Building on the Obama Administration’s Investments in Community College to Strengthen Education and Job-Driven Training
Increasing Investments in Scholarships for Students. This Administration has invested over $66 billion in community colleges, providing over 19 million Pell scholarships to students attending community colleges; this funding to community colleges represents over one-third of all Pell grants. To continue improving and expanding these important investments, the Administration will soon announce selected pilot sites who for the first time will offer up to $20 million in Federal Pell Grants for over 10,000 high school students to pay for college courses typically provided by community colleges and put themselves on a fast-track to college completion before even setting foot on campus. Evidence shows that dual enrollment programs help high school students earn better grades and increase their likelihood of college enrollment, persistence and completion. In addition, to further strengthen community colleges, particularly for traditional underrepresented students, this Administration has invested $1.6 billion in Title III and Title V programs.
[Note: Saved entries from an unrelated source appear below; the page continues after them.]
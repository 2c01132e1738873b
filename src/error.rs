//! Error types for the planning core and the site roster.

use std::path::PathBuf;

use thiserror::Error;

/// Outcomes of a planning call that are not a usable plan.
#[derive(Debug, Clone, PartialEq, Eq, Error)]
pub enum PlanError {
    #[error("invalid site entry: {reason}")]
    InvalidInput { reason: String },

    #[error("no allocation could be computed: {reason}")]
    Infeasible { reason: String },
}

impl PlanError {
    pub(crate) fn infeasible(reason: impl Into<String>) -> Self {
        Self::Infeasible {
            reason: reason.into(),
        }
    }

    pub(crate) fn invalid(reason: impl Into<String>) -> Self {
        Self::InvalidInput {
            reason: reason.into(),
        }
    }
}

/// Failures while reading a site file into a roster.
#[derive(Debug, Error)]
pub enum RosterError {
    #[error("failed to read site file {path}: {source}")]
    Io {
        path: PathBuf,
        #[source]
        source: std::io::Error,
    },

    #[error("failed to parse TOML site file {path}: {source}")]
    Toml {
        path: PathBuf,
        #[source]
        source: toml::de::Error,
    },

    #[error("failed to parse JSON site file {path}: {source}")]
    Json {
        path: PathBuf,
        #[source]
        source: serde_json::Error,
    },

    #[error("unsupported site file extension for {path} (expected .toml or .json)")]
    UnsupportedFormat { path: PathBuf },

    #[error("site spec '{spec}' is malformed: {reason}")]
    MalformedSpec { spec: String, reason: String },

    #[error(transparent)]
    Plan(#[from] PlanError),
}
//! Property checks for the allocation solver and the target-capacity calculator.

use capacity_planner::{allocate, target_capacity, PlanError, Site};
use proptest::prelude::*;

fn site_strategy() -> impl Strategy<Value = Site> {
    ("[A-Za-z]{1,8}", 0u64..200, 0u32..200)
        .prop_map(|(name, throughput, tenths)| Site::new(name, throughput, f64::from(tenths) / 10.0))
}

fn sites_strategy() -> impl Strategy<Value = Vec<Site>> {
    prop::collection::vec(site_strategy(), 1..8)
}

proptest! {
    #[test]
    fn allocation_conserves_capacity(sites in sites_strategy(), capacity in 0i64..500) {
        let plan = allocate(&sites, capacity).expect("non-empty sites with capacity >= 0 are feasible");
        prop_assert_eq!(plan.assigned_total(), capacity as u64);
        prop_assert_eq!(plan.sites.len(), sites.len());
        for (site, result) in sites.iter().zip(&plan.sites) {
            prop_assert_eq!(&site.name, &result.name);
            if result.assigned_throughput == 0 {
                prop_assert_eq!(result.implied_new_wait, 0.0);
            } else {
                let expected = site.queue_pressure() / result.assigned_throughput as f64;
                prop_assert!((result.implied_new_wait - expected).abs() < 1e-9);
            }
        }
    }

    #[test]
    fn allocation_is_idempotent(sites in sites_strategy(), capacity in 0i64..300) {
        prop_assert_eq!(allocate(&sites, capacity), allocate(&sites, capacity));
    }

    #[test]
    fn empty_roster_with_capacity_is_infeasible(capacity in 1i64..10_000) {
        let is_infeasible = matches!(allocate(&[], capacity), Err(PlanError::Infeasible { .. }));
        prop_assert!(is_infeasible);
    }

    #[test]
    fn raising_target_never_raises_requirements(
        sites in sites_strategy(),
        lower_tenths in 1u32..100,
        step_tenths in 0u32..100,
    ) {
        let lower = f64::from(lower_tenths) / 10.0;
        let higher = f64::from(lower_tenths + step_tenths) / 10.0;
        let strict = target_capacity(&sites, lower);
        let relaxed = target_capacity(&sites, higher);

        for (a, b) in strict.sites.iter().zip(&relaxed.sites) {
            prop_assert!(b.required_throughput <= a.required_throughput);
        }
        prop_assert!(relaxed.totals.needed <= strict.totals.needed);
    }

    #[test]
    fn target_totals_are_consistent(sites in sites_strategy(), tenths in 0u32..100) {
        let plan = target_capacity(&sites, f64::from(tenths) / 10.0);
        let current: u64 = sites.iter().map(|s| s.current_throughput).sum();
        let needed: u64 = plan.sites.iter().map(|s| s.required_throughput).sum();
        prop_assert_eq!(plan.totals.current, current);
        prop_assert_eq!(plan.totals.needed, needed);
        prop_assert_eq!(plan.totals.gap, needed as i64 - current as i64);
        prop_assert_eq!(plan.clone(), target_capacity(&sites, f64::from(tenths) / 10.0));
    }
}
//! Reporting and output formatting module
//! Renders plans as console tables or JSON

use serde::Serialize;
use tabled::{settings::Style, Table, Tabled};

use crate::models::{AllocationPlan, Site, SolveStatus, TargetPlan};

#[derive(Tabled)]
struct AllocationRow {
    #[tabled(rename = "Site")]
    name: String,
    #[tabled(rename = "Current tests/week")]
    current_throughput: u64,
    #[tabled(rename = "Current wait")]
    current_wait: String,
    #[tabled(rename = "Proposed tests/week")]
    assigned_throughput: u64,
    #[tabled(rename = "New wait")]
    implied_new_wait: String,
}

#[derive(Tabled)]
struct RequirementRow {
    #[tabled(rename = "Site")]
    name: String,
    #[tabled(rename = "Current tests/week")]
    current_throughput: u64,
    #[tabled(rename = "Required tests/week")]
    required_throughput: u64,
}

#[derive(Tabled)]
struct SiteRow {
    #[tabled(rename = "Site")]
    name: String,
    #[tabled(rename = "Current tests/week")]
    current_throughput: u64,
    #[tabled(rename = "Current wait")]
    current_wait: String,
    #[tabled(rename = "Queue pressure")]
    queue_pressure: String,
}

fn weeks(value: f64) -> String {
    format!("{value:.1} w")
}

fn banner(title: &str) -> String {
    let width = 78;
    let bar = "═".repeat(width);
    format!("╔{bar}╗\n║{title:^width$}║\n╚{bar}╝\n")
}

fn table<R: Tabled>(rows: &[R]) -> String {
    Table::new(rows).with(Style::rounded()).to_string()
}

/// Allocation table with the common target wait in the header
pub fn render_allocation(plan: &AllocationPlan) -> String {
    let rows: Vec<AllocationRow> = plan
        .sites
        .iter()
        .map(|s| AllocationRow {
            name: s.name.clone(),
            current_throughput: s.current_throughput,
            current_wait: weeks(s.current_wait),
            assigned_throughput: s.assigned_throughput,
            implied_new_wait: weeks(s.implied_new_wait),
        })
        .collect();

    let mut out = banner("FAIR CAPACITY ALLOCATION");
    out.push_str(&format!(
        "\nTotal capacity: {} tests/week\nTarget common wait: about {:.2} weeks\n",
        plan.total_capacity, plan.reference_wait
    ));
    if plan.status == SolveStatus::Feasible {
        out.push_str("Note: step budget reached, allocation is feasible but not proven optimal\n");
    }
    out.push('\n');
    out.push_str(&table(&rows));
    out
}

/// Requirement table followed by the capacity gap summary
pub fn render_target(plan: &TargetPlan) -> String {
    let rows: Vec<RequirementRow> = plan
        .sites
        .iter()
        .map(|s| RequirementRow {
            name: s.name.clone(),
            current_throughput: s.current_throughput,
            required_throughput: s.required_throughput,
        })
        .collect();

    let mut out = banner("CAPACITY NEEDED FOR TARGET WAIT");
    out.push_str(&format!("\nTarget wait: {:.1} weeks\n\n", plan.target_wait));
    out.push_str(&table(&rows));
    out.push_str(&format!(
        "\n\nCurrent total capacity:  {}\nRequired total capacity: {}\nCapacity gap:            {:+}\n",
        plan.totals.current, plan.totals.needed, plan.totals.gap
    ));
    out
}

/// Working set listing with each site's queue pressure
pub fn render_sites(sites: &[Site]) -> String {
    let rows: Vec<SiteRow> = sites
        .iter()
        .map(|s| SiteRow {
            name: s.name.clone(),
            current_throughput: s.current_throughput,
            current_wait: weeks(s.current_wait),
            queue_pressure: format!("{:.1}", s.queue_pressure()),
        })
        .collect();
    let total = sites
        .iter()
        .fold(0u64, |acc, s| acc.saturating_add(s.current_throughput));

    let mut out = table(&rows);
    out.push_str(&format!("\n{} sites, {} tests/week in total\n", sites.len(), total));
    out
}

/// Pretty-printed JSON
pub fn render_json<T: Serialize + ?Sized>(data: &T) -> Result<String, serde_json::Error> {
    serde_json::to_string_pretty(data)
}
$2 Billion for 2,300 In-Demand Education and Training Programs at Community Colleges in all 50 States. The Trade Adjustment Assistance Community College and Career Training (TAACCCT) program, provided more than half of our nation’s community colleges and other eligible institutions of higher education with funds to partner with nearly 2,500 employers to expand and improve education and career training programs that help job seekers get the skills they need for in-demand jobs in industries such as information technology, health care, energy, and advanced manufacturing. To date, nearly 300,000 participants have enrolled in these programs, earning 160,000 credentials. 40 states received grants that supported state-wide systematic change by including all or most community colleges in the state. Select examples of successful partnerships, which have reached more than 4,500 individuals, include:
o Motlow State Community College (MSCC) (TN). MSCC received $3.3 million and partnered with Bridgestone Tire Company to develop a new mechatronics training facility on-site at Bridgestone in Smyrna, TN. In addition to contributing to curriculum development, Bridgestone has contributed over $4 million towards renovations and equipment.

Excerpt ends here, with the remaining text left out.